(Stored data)
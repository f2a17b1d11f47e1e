// SPDX-License-Identifier: Apache-2.0 OR MIT
// Copyright (c) 2025-2026 naskel.com

//! Communication runtime.
//!
//! The [`Runtime`] is the synchronization point everything else depends on:
//! it owns the reactor, the steady timer manager, both instance lookup
//! tables, the configuration snapshot, and the worker pools. It is an
//! explicit context object, constructed once at process start and passed
//! to whoever needs it; there is no hidden global instance. A process-wide
//! liveness latch still enforces the construct-once / destroy-once
//! lifecycle: building a second runtime while one is alive is fatal.
//!
//! # Architecture
//!
//! ```text
//! LifecycleManager -> Runtime (reactor + lookup tables + pools)
//!        v
//! Skeleton / Proxy objects -> SkeletonEvent / SkeletonField
//!        v
//! backend interfaces (transport bindings, pluggable)
//! ```
//!
//! # Processing modes
//!
//! - `ThreadDriven`: a dedicated runtime thread drives the reactor and the
//!   timer manager; events dispatch as they arrive.
//! - `Polling`: the application calls [`Runtime::process_polling`]; the
//!   dedicated polling lock serializes concurrent callers, and future
//!   continuations (`then`) are rejected.

/// Promise/future pairs.
pub mod future;
/// Ordered singleton construction/destruction.
pub mod lifecycle;
/// Worker thread pools.
pub mod pool;
/// OS event-loop abstraction.
pub mod reactor;
/// Steady timer management.
pub mod timer;

pub use future::{ComFuture, Promise};
pub use lifecycle::{LifecycleManager, LifecycleStage};
pub use pool::{WorkerPool, WorkerPoolManager};
pub use reactor::{
    PollReactor, PollReactorFactory, Reactor, ReactorFactory, ReactorToken, ReactorWaker,
    UnblockReason,
};
pub use timer::{SteadyTimerManager, TimerHandle};

use crate::com::{ComError, Result};
use crate::config::{Configuration, RuntimeProcessingMode};
use crate::registry::InstanceSpecifierLookupTable;
use arc_swap::ArcSwap;
use parking_lot::{Mutex, RwLock, RwLockReadGuard};
use std::sync::atomic::{AtomicBool, AtomicUsize, Ordering};
use std::sync::Arc;
use std::thread::JoinHandle;
use std::time::Duration;

/// Callback slots preconstructed for the reactor. Bindings register their
/// event sources against this budget.
const REACTOR_CALLBACK_SLOTS: usize = 64;

/// Upper bound for one reactor-thread poll cycle; keeps the running flag
/// responsive even with no timers registered.
const REACTOR_IDLE_TIMEOUT: Duration = Duration::from_millis(100);

/// Process-wide construct-once latch.
static RUNTIME_LIVE: AtomicBool = AtomicBool::new(false);

#[derive(Debug, Clone, Copy, PartialEq, Eq)]
enum RuntimeState {
    Initializing,
    Running,
    ShuttingDown,
    Uninitialized,
}

/// Counts a live communication object (skeleton, proxy, find-service watch).
///
/// The runtime refuses orderly de-initialization while trackers are alive.
pub struct ObjectTracker {
    counter: Arc<AtomicUsize>,
}

impl ObjectTracker {
    fn new(counter: Arc<AtomicUsize>) -> Self {
        counter.fetch_add(1, Ordering::SeqCst);
        Self { counter }
    }
}

impl Clone for ObjectTracker {
    fn clone(&self) -> Self {
        Self::new(Arc::clone(&self.counter))
    }
}

impl Drop for ObjectTracker {
    fn drop(&mut self) {
        self.counter.fetch_sub(1, Ordering::SeqCst);
    }
}

struct ReactorThread {
    running: Arc<AtomicBool>,
    waker: ReactorWaker,
    handle: JoinHandle<()>,
}

impl ReactorThread {
    fn stop(self) {
        self.running.store(false, Ordering::Release);
        if self.waker.wake().is_err() {
            log::warn!("[runtime] reactor waker failed during shutdown");
        }
        if self.handle.join().is_err() {
            log::error!("[runtime] reactor thread panicked");
        }
    }
}

/// The communication runtime context.
pub struct Runtime {
    state: Mutex<RuntimeState>,
    processing_mode: RuntimeProcessingMode,
    config: ArcSwap<Configuration>,
    provided: RwLock<InstanceSpecifierLookupTable>,
    required: RwLock<InstanceSpecifierLookupTable>,
    timers: Arc<SteadyTimerManager>,
    /// Polling mode: owns the reactor and serializes `process_polling`
    /// callers. Thread-driven mode keeps `None` here (the thread owns it).
    process_polling_lock: Mutex<Option<Box<dyn Reactor>>>,
    reactor_thread: Mutex<Option<ReactorThread>>,
    lifecycle: Mutex<LifecycleManager>,
    pools: Arc<Mutex<Option<WorkerPoolManager>>>,
    live_objects: Arc<AtomicUsize>,
}

impl Runtime {
    /// Initialize the communication runtime.
    ///
    /// Must run in the process init context (single-threaded); building a
    /// second runtime while one is alive is fatal. Reactor construction
    /// failure is fatal too; nothing in the system works without it.
    ///
    /// `lifecycle` carries the generated skeleton/proxy registrants; the
    /// runtime appends its worker-pool stage and runs the whole chain
    /// (skeletons, then proxies, then pools).
    pub fn initialize(
        config: Configuration,
        factory: &dyn ReactorFactory,
        mut lifecycle: LifecycleManager,
    ) -> Result<Runtime> {
        if RUNTIME_LIVE
            .compare_exchange(false, true, Ordering::SeqCst, Ordering::SeqCst)
            .is_err()
        {
            log::error!("[runtime] initialize called while a runtime is alive");
            panic!("communication runtime already initialized");
        }

        let token = match factory.preconstruct(REACTOR_CALLBACK_SLOTS) {
            Ok(token) => token,
            Err(e) => {
                log::error!("[runtime] reactor preconstruction failed: {}", e);
                RUNTIME_LIVE.store(false, Ordering::SeqCst);
                panic!("reactor construction failed: {}", e);
            }
        };
        let reactor = factory.construct(token);

        let mut provided = InstanceSpecifierLookupTable::new();
        let mut required = InstanceSpecifierLookupTable::new();
        Self::populate_table(&mut provided, config.provided_instances());
        Self::populate_table(&mut required, config.required_instances());

        // The worker-pool manager is the last init stage and therefore the
        // first deinit stage.
        let pools: Arc<Mutex<Option<WorkerPoolManager>>> = Arc::new(Mutex::new(None));
        {
            let init_slot = Arc::clone(&pools);
            let deinit_slot = Arc::clone(&pools);
            let pool_config = config.clone();
            lifecycle.register(
                LifecycleStage::WorkerPools,
                "worker-pool-manager",
                Box::new(move || {
                    *init_slot.lock() = Some(WorkerPoolManager::from_configuration(&pool_config)?);
                    Ok(())
                }),
                Box::new(move || {
                    if let Some(manager) = deinit_slot.lock().take() {
                        manager.shutdown();
                    }
                }),
            );
        }
        if let Err(e) = lifecycle.run_init() {
            RUNTIME_LIVE.store(false, Ordering::SeqCst);
            return Err(e);
        }

        let runtime = Runtime {
            state: Mutex::new(RuntimeState::Initializing),
            processing_mode: config.processing_mode(),
            config: ArcSwap::from_pointee(config),
            provided: RwLock::new(provided),
            required: RwLock::new(required),
            timers: Arc::new(SteadyTimerManager::new()),
            process_polling_lock: Mutex::new(None),
            reactor_thread: Mutex::new(None),
            lifecycle: Mutex::new(lifecycle),
            pools,
            live_objects: Arc::new(AtomicUsize::new(0)),
        };

        match runtime.processing_mode {
            RuntimeProcessingMode::Polling => {
                *runtime.process_polling_lock.lock() = Some(reactor);
            }
            RuntimeProcessingMode::ThreadDriven => {
                let thread = runtime.spawn_reactor_thread(reactor);
                *runtime.reactor_thread.lock() = Some(thread);
            }
        }

        *runtime.state.lock() = RuntimeState::Running;
        log::info!(
            "[runtime] initialized ({:?} mode)",
            runtime.processing_mode
        );
        Ok(runtime)
    }

    fn populate_table(
        table: &mut InstanceSpecifierLookupTable,
        mappings: &[crate::config::ServiceInstanceMapping],
    ) {
        for mapping in mappings {
            table.add_instance_specifier(mapping.specifier.clone(), &mapping.shortname_path);
            for identifier in &mapping.identifiers {
                let mapped = table
                    .map_instance_specifier_to_instance_id(&mapping.specifier, identifier.clone());
                if !mapped {
                    log::error!(
                        "[runtime] duplicate instance mapping {} -> {}",
                        mapping.specifier,
                        identifier
                    );
                    panic!(
                        "configuration maps ({}, {}) twice",
                        mapping.specifier, identifier
                    );
                }
            }
        }
    }

    fn spawn_reactor_thread(&self, mut reactor: Box<dyn Reactor>) -> ReactorThread {
        let running = Arc::new(AtomicBool::new(true));
        let run_flag = Arc::clone(&running);
        let timers = Arc::clone(&self.timers);
        let waker = reactor.waker();

        let handle = std::thread::Builder::new()
            .name("socal-reactor".to_string())
            .spawn(move || {
                while run_flag.load(Ordering::Acquire) {
                    let timeout = timers
                        .next_deadline()
                        .map(|deadline| {
                            deadline
                                .saturating_duration_since(std::time::Instant::now())
                                .min(REACTOR_IDLE_TIMEOUT)
                        })
                        .unwrap_or(REACTOR_IDLE_TIMEOUT);
                    if let Err(e) = reactor.handle_events(Some(timeout)) {
                        log::error!("[runtime] reactor poll failed: {}", e);
                        break;
                    }
                    timers.fire_due();
                }
            })
            .expect("spawning the reactor thread");

        ReactorThread {
            running,
            waker,
            handle,
        }
    }

    /// Drive one reactor step in polling mode.
    ///
    /// Thread-safe: concurrent callers are serialized by the polling lock.
    /// Returns whether any event or timer was actually processed, so the
    /// caller can implement its own backoff around the poll loop. In
    /// thread-driven mode this is a documented no-op returning `Ok(false)`.
    pub fn process_polling(&self) -> Result<bool> {
        if self.processing_mode == RuntimeProcessingMode::ThreadDriven {
            log::debug!("[runtime] process_polling ignored in thread-driven mode");
            return Ok(false);
        }

        let mut guard = self.process_polling_lock.lock();
        let Some(reactor) = guard.as_mut() else {
            return Ok(false);
        };
        let reason = reactor
            .handle_events(Some(Duration::ZERO))
            .map_err(ComError::from)?;
        let fired = self.timers.fire_due();
        Ok(reason == UnblockReason::EventsHandled || fired > 0)
    }

    /// Orderly teardown.
    ///
    /// Preconditions: every skeleton/proxy/find-service object tracked via
    /// [`Runtime::track_object`] has been dropped; anything else is fatal.
    /// Order: lifecycle deinit chain (pools, proxies, skeletons), reactor
    /// thread stop, timer manager teardown, reactor release.
    pub fn deinitialize(self) {
        let outstanding = self.live_objects.load(Ordering::SeqCst);
        if outstanding != 0 {
            log::error!(
                "[runtime] deinitialize with {} live communication objects",
                outstanding
            );
            panic!(
                "runtime deinitialized while {} communication objects are alive",
                outstanding
            );
        }

        *self.state.lock() = RuntimeState::ShuttingDown;
        self.teardown();
        *self.state.lock() = RuntimeState::Uninitialized;
        log::info!("[runtime] deinitialized");
    }

    fn teardown(&self) {
        self.lifecycle.lock().run_deinit();
        if let Some(thread) = self.reactor_thread.lock().take() {
            thread.stop();
        }
        // The timer manager must be emptied before the reactor goes away;
        // its deadlines feed the reactor's poll timeouts.
        self.timers.clear();
        *self.process_polling_lock.lock() = None;
        self.provided.write().clear();
        self.required.write().clear();
        RUNTIME_LIVE.store(false, Ordering::SeqCst);
    }

    /// Whether the runtime is between initialize and deinitialize.
    pub fn is_running(&self) -> bool {
        *self.state.lock() == RuntimeState::Running
    }

    pub fn processing_mode(&self) -> RuntimeProcessingMode {
        self.processing_mode
    }

    /// The immutable configuration snapshot.
    pub fn configuration(&self) -> Arc<Configuration> {
        self.config.load_full()
    }

    /// Lookup table for provided (P-Port) instances.
    pub fn provided_instances(&self) -> RwLockReadGuard<'_, InstanceSpecifierLookupTable> {
        self.provided.read()
    }

    /// Lookup table for required (R-Port) instances.
    pub fn required_instances(&self) -> RwLockReadGuard<'_, InstanceSpecifierLookupTable> {
        self.required.read()
    }

    /// The steady timer manager shared with the reactor.
    pub fn timer_manager(&self) -> &Arc<SteadyTimerManager> {
        &self.timers
    }

    /// Worker pools (present between init and deinit).
    pub fn worker_pools(&self) -> Arc<Mutex<Option<WorkerPoolManager>>> {
        Arc::clone(&self.pools)
    }

    /// Register a live communication object; the returned tracker blocks
    /// de-initialization until dropped.
    pub fn track_object(&self) -> ObjectTracker {
        ObjectTracker::new(Arc::clone(&self.live_objects))
    }
}

impl Drop for Runtime {
    fn drop(&mut self) {
        // RAII fallback for a runtime dropped without deinitialize(): tear
        // down best-effort and release the liveness latch. The strict
        // precondition checks live on the explicit deinitialize() path.
        let state = *self.state.lock();
        if state == RuntimeState::Running {
            log::warn!("[runtime] dropped without deinitialize; tearing down");
            self.teardown();
        }
    }
}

### Instructions for the task
Copy out the entries exactly. Begin at the first line and end with the line that has "instance. A process-wide".

### Output of the task
repository f2a17b1d11f47e1e
// SPDX-License-Identifier: Apache-2.0 OR MIT
// Copyright (c) 2025-2026 naskel.com

//! Communication runtime.
//!
//! The [`Runtime`] is the synchronization point everything else depends on:
//! it owns the reactor, the steady timer manager, both instance lookup
//! tables, the configuration snapshot, and the worker pools. It is an
//! explicit context object, constructed once at process start and passed
//! to whoever needs it; there is no hidden global instance. A process-wide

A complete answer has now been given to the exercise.